Given data
-*-
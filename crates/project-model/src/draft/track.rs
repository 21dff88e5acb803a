//! Tracks and segments: placement of materials in time.

use serde::{Deserialize, Serialize};
use serde_json::{Map, Value};

/// Track type of the primary content track.
pub const TRACK_VIDEO: &str = "video";

/// Track type of the auxiliary effect track.
pub const TRACK_EFFECT: &str = "effect";

/// Half-open time range in microseconds.
#[derive(Debug, Clone, Copy, Default, PartialEq, Eq, Serialize, Deserialize)]
pub struct TimeRange {
    pub start: i64,
    pub duration: i64,
}

impl TimeRange {
    pub fn new(start: i64, duration: i64) -> Self {
        Self { start, duration }
    }

    /// Exclusive end, saturating at `i64::MAX`.
    pub fn end(&self) -> i64 {
        self.start.saturating_add(self.duration)
    }
}

/// 2D scale/offset pair used by clip transforms.
#[derive(Debug, Clone, Copy, Default, PartialEq, Serialize, Deserialize)]
pub struct Vec2 {
    pub x: f64,
    pub y: f64,
}

#[derive(Debug, Clone, Copy, Default, PartialEq, Eq, Serialize, Deserialize)]
pub struct Flip {
    pub horizontal: bool,
    pub vertical: bool,
}

/// On-canvas placement of a visual segment.
#[derive(Debug, Clone, PartialEq, Serialize, Deserialize)]
#[serde(default)]
pub struct ClipTransform {
    pub alpha: f64,
    pub flip: Flip,
    pub rotation: f64,
    pub scale: Vec2,
    pub transform: Vec2,
}

impl Default for ClipTransform {
    fn default() -> Self {
        Self {
            alpha: 1.0,
            flip: Flip::default(),
            rotation: 0.0,
            scale: Vec2 { x: 1.0, y: 1.0 },
            transform: Vec2::default(),
        }
    }
}

/// Placement of one material on a track.
#[derive(Debug, Clone, Default, PartialEq, Serialize, Deserialize)]
#[serde(default)]
pub struct Segment {
    pub id: String,
    pub material_id: String,
    pub target_timerange: TimeRange,
    pub source_timerange: Option<TimeRange>,
    /// Ids of the auxiliary materials applied to this segment, in order.
    #[serde(deserialize_with = "crate::draft::null_as_default")]
    pub extra_material_refs: Vec<String>,
    pub clip: Option<ClipTransform>,
    pub speed: f64,
    pub volume: f64,
    pub last_nonzero_volume: f64,
    pub visible: bool,
    pub reverse: bool,
    pub enable_adjust: bool,
    pub is_placeholder: bool,
    pub render_index: i64,
    pub track_render_index: i64,
    pub track_attribute: i64,
    pub keyframe_refs: Vec<String>,
    pub common_keyframes: Vec<Value>,
    #[serde(flatten)]
    pub extra: Map<String, Value>,
}

impl Segment {
    /// Segment of a visual clip on the primary track.
    pub fn media(
        id: String,
        material_id: String,
        target: TimeRange,
        extra_material_refs: Vec<String>,
    ) -> Self {
        Self {
            id,
            material_id,
            target_timerange: target,
            source_timerange: Some(TimeRange::new(0, target.duration)),
            extra_material_refs,
            clip: Some(ClipTransform::default()),
            speed: 1.0,
            volume: 1.0,
            last_nonzero_volume: 1.0,
            visible: true,
            reverse: false,
            enable_adjust: true,
            is_placeholder: false,
            render_index: 0,
            track_render_index: 0,
            track_attribute: 0,
            keyframe_refs: vec![],
            common_keyframes: vec![],
            extra: Map::new(),
        }
    }

    /// Segment of an effect on the effect track.
    pub fn effect(id: String, material_id: String, target: TimeRange, render_index: i64) -> Self {
        Self {
            id,
            material_id,
            target_timerange: target,
            source_timerange: None,
            extra_material_refs: vec![],
            clip: None,
            speed: 1.0,
            volume: 1.0,
            last_nonzero_volume: 1.0,
            visible: true,
            reverse: false,
            enable_adjust: false,
            is_placeholder: false,
            render_index,
            track_render_index: 0,
            track_attribute: 0,
            keyframe_refs: vec![],
            common_keyframes: vec![],
            extra: Map::new(),
        }
    }
}

/// Ordered channel of segments of one kind.
#[derive(Debug, Clone, Default, PartialEq, Serialize, Deserialize)]
#[serde(default)]
pub struct Track {
    pub id: String,
    #[serde(rename = "type")]
    pub kind: String,
    pub attribute: i64,
    pub flag: i64,
    pub is_default_name: bool,
    pub name: String,
    #[serde(deserialize_with = "crate::draft::null_as_default")]
    pub segments: Vec<Segment>,
    #[serde(flatten)]
    pub extra: Map<String, Value>,
}

impl Track {
    pub fn new(id: String, kind: impl Into<String>) -> Self {
        Self {
            id,
            kind: kind.into(),
            attribute: 0,
            flag: 0,
            is_default_name: true,
            name: String::new(),
            segments: vec![],
            extra: Map::new(),
        }
    }

    pub fn is_video(&self) -> bool {
        self.kind == TRACK_VIDEO
    }

    /// Sum of segment durations, saturating at `i64::MAX`.
    pub fn duration(&self) -> i64 {
        self.segments.iter().fold(0i64, |acc, segment| {
            acc.saturating_add(segment.target_timerange.duration)
        })
    }
}
//! Identifier generation for draft entities.
//!
//! Every material, segment, track and the document itself gets an
//! uppercase UUID-shaped id (`8-4-4-4-12` hex). Ids are scoped to a single
//! export, so a fast non-cryptographic generator is sufficient.

use std::collections::HashSet;

use rand::rngs::SmallRng;
use rand::{Rng, SeedableRng};
use uuid::Uuid;

/// Issues unique ids for one export.
#[derive(Debug)]
pub struct IdGenerator {
    rng: SmallRng,
    issued: HashSet<String>,
}

impl IdGenerator {
    /// Create a generator seeded from the OS entropy source.
    pub fn new() -> Self {
        Self {
            rng: SmallRng::from_entropy(),
            issued: HashSet::new(),
        }
    }

    /// Create a deterministic generator (tests, reproducible fixtures).
    pub fn with_seed(seed: u64) -> Self {
        Self {
            rng: SmallRng::seed_from_u64(seed),
            issued: HashSet::new(),
        }
    }

    /// Produce a fresh id, unique among all ids issued by this generator.
    ///
    /// # Panics
    ///
    /// Panics if the random source repeats a 122-bit value within one export.
    pub fn new_id(&mut self) -> String {
        let bytes: [u8; 16] = self.rng.gen();
        let uuid = uuid::Builder::from_random_bytes(bytes).into_uuid();
        let id = format_upper(&uuid);
        assert!(
            self.issued.insert(id.clone()),
            "identifier collision within one export: {id}"
        );
        id
    }

    /// Number of ids issued so far.
    pub fn issued(&self) -> usize {
        self.issued.len()
    }
}

impl Default for IdGenerator {
    fn default() -> Self {
        Self::new()
    }
}

fn format_upper(uuid: &Uuid) -> String {
    let mut buf = Uuid::encode_buffer();
    uuid.hyphenated().encode_upper(&mut buf).to_string()
}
-*-
What is needed is each line from the records with the word "Debug" in it.

#[derive(Debug, Clone, Copy, Default, PartialEq, Eq, Serialize, Deserialize)]
#[derive(Debug, Clone, Copy, Default, PartialEq, Serialize, Deserialize)]
#[derive(Debug, Clone, Copy, Default, PartialEq, Eq, Serialize, Deserialize)]
#[derive(Debug, Clone, PartialEq, Serialize, Deserialize)]
#[derive(Debug, Clone, Default, PartialEq, Serialize, Deserialize)]
#[derive(Debug, Clone, Default, PartialEq, Serialize, Deserialize)]
#[derive(Debug)]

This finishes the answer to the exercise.